Will heard the car before he saw it, turning his head from the ball he was addressing to the low growl and rumble of tires over gravel. He saw a low dust cloud running toward his house from the county road. The impulse for flight hit him for an instant, but the car was almost to the last curve of the drive and once it cleared the lilac bushes, the driver would have a clear view to the house. Will didn’t want to be seen running naked. He thought it would imply some sort of twisted guilt. He wasn’t going to hide, either. Besides, the only person he could imagine driving out here was Ouillette, and he didn’t think the man would even notice a guy running around bare assed. And if it was the power company jerk, well… he could just go fuck himself.
A sheriff’s office car was a contingency he hadn’t considered. When the squad cleared the stand of brush at the curve and he saw the roof lights and the two-tone paint job Will’s options– rejected or not– had already run out. At the car’s distance and speed, he’d only have enough time to force himself into a state of nonchalance before the vehicle was next to him on the driveway. He blew a breath and rested the club on his shoulder. If he had anything going for him, it was that cops didn’t make him nervous.
The patrol car didn’t move much farther than the stand of lilacs. It stopped in the driveway just a couple of yards clear of the bushes. Will could see the driver’s silhouette well enough to determine the driver was male, and was looking straight at him. Will held his pose and looked straight back. It took him a moment to realize this car was somehow different than the other sheriff’s office vehicles he’d seen on his trips to and from Venlo. It had the same khaki and white panda pattern for a paint job, and the Limburg County shield on the doors, but it also had– and what Will hadn’t noticed on the other squads– the word SHERIFF painted across the top edge of the front fender. Will allowed himself to study the car for another few seconds, then broke his stance before he thought things got too absurd. Maybe the guy had made a wrong turn and was just plain stunned at encountering a naked man. He probably only was hanging around long enough to see if someone else was hiding in the windbreak. Will lowered the club, seperated another ball from the pile and addressed it.
“Grip it and rip it,” he mumbled through his backswing. It felt good and looked better. The ball rocketed off the clubhead with nothing more than a sharp click, boring through the air dead center of the gap in the wind break. It rose at a low angle over the furrows for about one hundred seventy five yards before turning up, like an ascending jet liner clearing the runway. It carried the same sharp angle until it was nearly halfway over the field, appeared suspended in space for an instant, then dropped, out of sight, into the black earth over two hundred yards from where it left the ground. Will had held his follow-through the entire flight of the ball. He was smiling. It was as a good a three iron shot as he’d ever struck in his life. He was pulling another ball from the pile when he changed his mind about the club he was using.
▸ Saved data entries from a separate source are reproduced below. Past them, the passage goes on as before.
//! Error type definitions.
//!
//! Diagnostic findings are never errors: they are `Problem`s. The types here
//! cover the remaining cases, from a single failed DNS query (which checkers
//! usually turn into a problem) up to faults that abort a whole scan.

use log::SetLoggerError;
use reqwest::Error as ReqwestError;
use thiserror::Error;

/// Error types for initialization failures.
#[derive(Error, Debug)]
#[allow(clippy::enum_variant_names)] // All variants end with "Error" by convention
pub enum InitializationError {
    /// Error initializing the logger.
    #[error("Logger initialization error: {0}")]
    LoggerError(#[from] SetLoggerError),

    /// Error initializing an HTTP client.
    #[error("HTTP client initialization error: {0}")]
    HttpClientError(#[from] ReqwestError),

    /// Error initializing the DNS resolver.
    #[error("DNS resolver initialization error: {0}")]
    DnsResolverError(String),

    /// The supplied engine configuration is unusable.
    #[error("Configuration error: {0}")]
    ConfigError(#[from] ConfigError),
}

/// Invalid engine configuration or scan options.
#[derive(Error, Debug, Clone, PartialEq, Eq)]
pub enum ConfigError {
    /// An operator-supplied option exceeds its length limit.
    #[error("{option} must be at most {max} characters")]
    OptionTooLong {
        /// Name of the offending option
        option: &'static str,
        /// Maximum accepted length
        max: usize,
    },

    /// The request path would escape the `/.well-known/acme-challenge/` segment.
    #[error("http_request_path {0:?} must be a single URL path segment")]
    InvalidRequestPath(String),

    /// A timeout was configured as zero.
    #[error("{0} must be greater than zero")]
    ZeroTimeout(&'static str),

    /// The per-attempt DNS timeout exceeds the overall DNS timeout.
    #[error("dns_attempt_timeout must not exceed dns_timeout")]
    AttemptExceedsTimeout,
}

/// Failure of one DNS resolution.
///
/// Lookup errors are cached alongside successful answers, so the type is
/// `Clone` and carries only owned text.
#[derive(Error, Debug, Clone, PartialEq, Eq)]
pub enum LookupError {
    /// No answer within the configured ceiling.
    #[error(
        "DNS lookup for {name}/{rtype} did not complete within {secs}s. \
         This usually means the domain's nameservers are slow or unresponsive"
    )]
    Timeout {
        /// Queried name
        name: String,
        /// Queried record type
        rtype: String,
        /// Timeout that elapsed, in seconds
        secs: u64,
    },

    /// The resolver answered with SERVFAIL or REFUSED.
    #[error("DNS response for {name}/{rtype} did not have an acceptable response code: {code}")]
    ResponseCode {
        /// Queried name
        name: String,
        /// Queried record type
        rtype: String,
        /// Response code text
        code: String,
    },

    /// DNSSEC validation of the answer failed.
    #[error(
        "DNSSEC: Bogus: validation of {name}/{rtype} failed: {reason}{}",
        .extended.as_deref().map(|e| format!(" (extended error: {e})")).unwrap_or_default()
    )]
    Bogus {
        /// Queried name
        name: String,
        /// Queried record type
        rtype: String,
        /// The validator's stated reason
        reason: String,
        /// Extended DNS error text from a public resolver, when available
        extended: Option<String>,
    },

    /// Any other resolution failure (network, malformed response, ...).
    #[error("Error resolving {name}/{rtype}: {message}")]
    Resolution {
        /// Queried name
        name: String,
        /// Queried record type
        rtype: String,
        /// Underlying error text
        message: String,
    },

    /// The name could not be turned into a DNS name.
    #[error("{name:?} is not a valid DNS name: {message}")]
    InvalidName {
        /// The rejected name
        name: String,
        /// Parser error text
        message: String,
    },
}

impl LookupError {
    /// True when the answer failed DNSSEC validation.
    pub fn is_bogus(&self) -> bool {
        matches!(self, LookupError::Bogus { .. })
    }
}

/// Outcome of a checker other than a list of problems.
#[derive(Error, Debug)]
pub enum CheckError {
    /// The checker does not apply to this domain and method.
    ///
    /// Never reported to the caller and never aborts a scan.
    #[error("Checker not applicable for this domain and method")]
    NotApplicable,

    /// A checker (or a member of an async block) panicked.
    #[error("checker panicked: {0}")]
    Panicked(String),

    /// An infrastructure failure inside the checker.
    #[error(transparent)]
    Failed(#[from] anyhow::Error),
}

/// Failure of a whole scan.
///
/// No partial problem list accompanies a scan error.
#[derive(Error, Debug)]
pub enum ScanError {
    /// The scan options were rejected before any network activity.
    #[error("invalid scan options: {0}")]
    InvalidOptions(#[from] ConfigError),

    /// A checker failed with something other than "not applicable".
    #[error("checker {checker} failed: {source}")]
    Checker {
        /// Name of the failing checker
        checker: &'static str,
        /// What went wrong
        #[source]
        source: CheckError,
    },

    /// A panic escaped the checkers and was recovered at the top level.
    #[error("scan aborted by a panic: {0}")]
    Panicked(String),
}
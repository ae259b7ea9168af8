mod analysis;
mod config;
mod diagnostics;
mod errors;
mod extraction;
mod llm_client;
mod normalize;
mod routes;
mod schema;
mod state;

use anyhow::Result;
use std::net::SocketAddr;
use std::sync::Arc;
use std::time::Duration;
use tower_http::{cors::CorsLayer, trace::TraceLayer};
use tracing::info;
use tracing_subscriber::{layer::SubscriberExt, util::SubscriberInitExt, EnvFilter};

use crate::config::Config;
use crate::extraction::PdfTextExtractor;
use crate::llm_client::GeminiClient;
use crate::routes::build_router;
use crate::state::AppState;

#[tokio::main]
async fn main() -> Result<()> {
    // Load configuration first (fails on missing required env vars)
    let config = Config::from_env()?;

    // Initialize structured logging
    tracing_subscriber::registry()
        .with(EnvFilter::try_from_default_env().unwrap_or_else(|_| {
            EnvFilter::new(format!("{}={}", env!("CARGO_PKG_NAME"), &config.rust_log))
        }))
        .with(tracing_subscriber::fmt::layer())
        .init();

    info!("Starting Resume Analyzer API v{}", env!("CARGO_PKG_VERSION"));

    // Initialize Gemini client (serves both generation and model listing)
    let gemini = Arc::new(GeminiClient::new(
        config.google_api_key.clone(),
        config.gemini_model.clone(),
        config.gemini_temperature,
        Duration::from_secs(config.llm_timeout_secs),
    )?);
    info!(
        "Gemini client initialized (model: {}, timeout: {}s)",
        config.gemini_model, config.llm_timeout_secs
    );

    // Force schema construction before serving
    let schema = schema::analysis_schema();
    info!(
        "Analysis schema ready ({} word floors, {} no-bold fields, content policy: {:?})",
        schema.word_floors().len(),
        schema.no_bold_paths().len(),
        config.content_policy
    );

    // Build app state
    let state = AppState {
        config: config.clone(),
        extractor: Arc::new(PdfTextExtractor),
        model: gemini.clone(),
        catalog: gemini,
    };

    // Build router
    let app = build_router(state)
        .layer(TraceLayer::new_for_http())
        .layer(CorsLayer::permissive()); // TODO: restrict CORS origins once the front-end host is fixed

    let addr: SocketAddr = format!("0.0.0.0:{}", config.port).parse()?;
    info!("Listening on {addr}");

    let listener = tokio::net::TcpListener::bind(addr).await?;
    axum::serve(listener, app).await?;

    Ok(())
}
// Analysis API: prompt building, the shared pipeline, and its two HTTP front ends.
// All model calls go through llm_client; nothing here talks to Gemini directly.

pub mod handlers;
pub mod pipeline;
pub mod prompts;
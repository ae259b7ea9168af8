//! Renders a [`SchemaNode`] as a Gemini `responseSchema` (OpenAPI subset).
//!
//! The model is constrained with the same tree the normalizer validates against,
//! so the two cannot disagree about field names or enum values.

use serde_json::{json, Map, Value};

use crate::schema::node::{ScalarKind, ScalarSchema, SchemaNode, BOLD_MARKER};

pub fn to_response_schema(node: &SchemaNode) -> Value {
    match node {
        SchemaNode::Object(o) => {
            let properties: Map<String, Value> = o
                .fields()
                .iter()
                .map(|f| (f.name.to_string(), to_response_schema(&f.node)))
                .collect();
            let required: Vec<&str> = o.required_names().collect();
            json!({
                "type": "OBJECT",
                "properties": properties,
                "required": required,
            })
        }
        SchemaNode::Array(a) => {
            let mut schema = json!({
                "type": "ARRAY",
                "items": to_response_schema(&a.items),
            });
            if let Some(len) = a.exact_len {
                schema["minItems"] = json!(len);
                schema["maxItems"] = json!(len);
            }
            schema
        }
        SchemaNode::Scalar(s) => scalar_schema(s),
    }
}

fn scalar_schema(s: &ScalarSchema) -> Value {
    let mut schema = match s.kind {
        ScalarKind::String => json!({ "type": "STRING" }),
        ScalarKind::Integer => json!({ "type": "INTEGER" }),
        ScalarKind::Enum(values) => json!({ "type": "STRING", "enum": values }),
    };
    if let Some(description) = describe(s) {
        schema["description"] = Value::String(description);
    }
    schema
}

fn describe(s: &ScalarSchema) -> Option<String> {
    let mut parts: Vec<String> = Vec::new();
    if let Some(d) = s.description {
        parts.push(d.to_string());
    }
    if let Some(min) = s.min_words {
        parts.push(format!("Minimum {min} words."));
    }
    if s.forbid_bold {
        parts.push(format!("NO bolding ({BOLD_MARKER})."));
    }
    (!parts.is_empty()).then(|| parts.join(" "))
}
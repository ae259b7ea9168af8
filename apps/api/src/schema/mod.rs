// Schema Definition: the declared output shape for an analysis.
// `node` is the grammar, `analysis` the canonical tree, `gemini` the model-facing rendering.

pub mod analysis;
#[cfg(test)]
pub mod fixtures;
pub mod gemini;
pub mod node;

pub use analysis::analysis_schema;
pub use node::SchemaNode;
There was a sudden desire to not embarass himself in front of his audience by following up such a magnificient shot by shanking the next one. He was pulling a short iron from the bag when he heard the car door.
Will glanced toward the squad. The officer that emerged was large, but not bulky. There was no need to hike up his pants when he got out of the car, but he did it anyway. He bent and reached for something inside, appeared to consider for a moment, then stood empty-handed and closed the door.
His hat, Will deduced; he’s not sure how official he wants his presence to appear.
Will had noticed immediately that the lawman’s shirt was white, not khaki. The title emblazoned on the fender was now clear. It was the Sheriff of Limburg County himself, trying to look casual as he approached a buck-naked stranger armed with a pitching wedge. He pulled his feet closer together, the ball just ahead of his back heel. He was in the middle of his waggle when he heard: “Good morning.”
Obviously not a golfer, Will thought. He didn’t respond to the greeting, but completed his swing. Fat, he could feel it. Probably didn’t carry twenty yards. He didn’t bother following the ball. He planted the club head on the ground and rested a hand on the butt of the grip. He turned to the sheriff. “Do you know there’s not a single golf course in this county?”
The sheriff made a noise in his throat and nodded. He answered, not quite looking at Will. “Yes. There aren’t any nudist colonies that I’m aware of, either.”
Will looked at him, squinting. The sun was in his eyes. “Imagine I’ll just have to keep making do on my own, then.”
The sheriff made the noise again and kept nodding. He looked out over the plowed earth. It was dotted with white, yellow and blaze orange spots. “That’s an awful lot of golfballs.”
“Water balls, range balls,”– Will lined up another shot– “grin balls and idiot balls.” He waggled his wedge. “I’ve got thousands of them.”
“Are you going to pick them up?”
“Nope,” Will answered. “Do they constitute a hazard to farm machinery?”
The sheriff said, “Not likely.”
“Too bad,” Will said. He pulled the shot left. “Damn.” He turned to the sheriff, leaning on the club. “It’s my property anyhow.”
The officer shook his head. “That I didn’t know.”
Will nodded and looked out over the sea of black earth. “So it’s a safe assumption that’s not why you’re out here.”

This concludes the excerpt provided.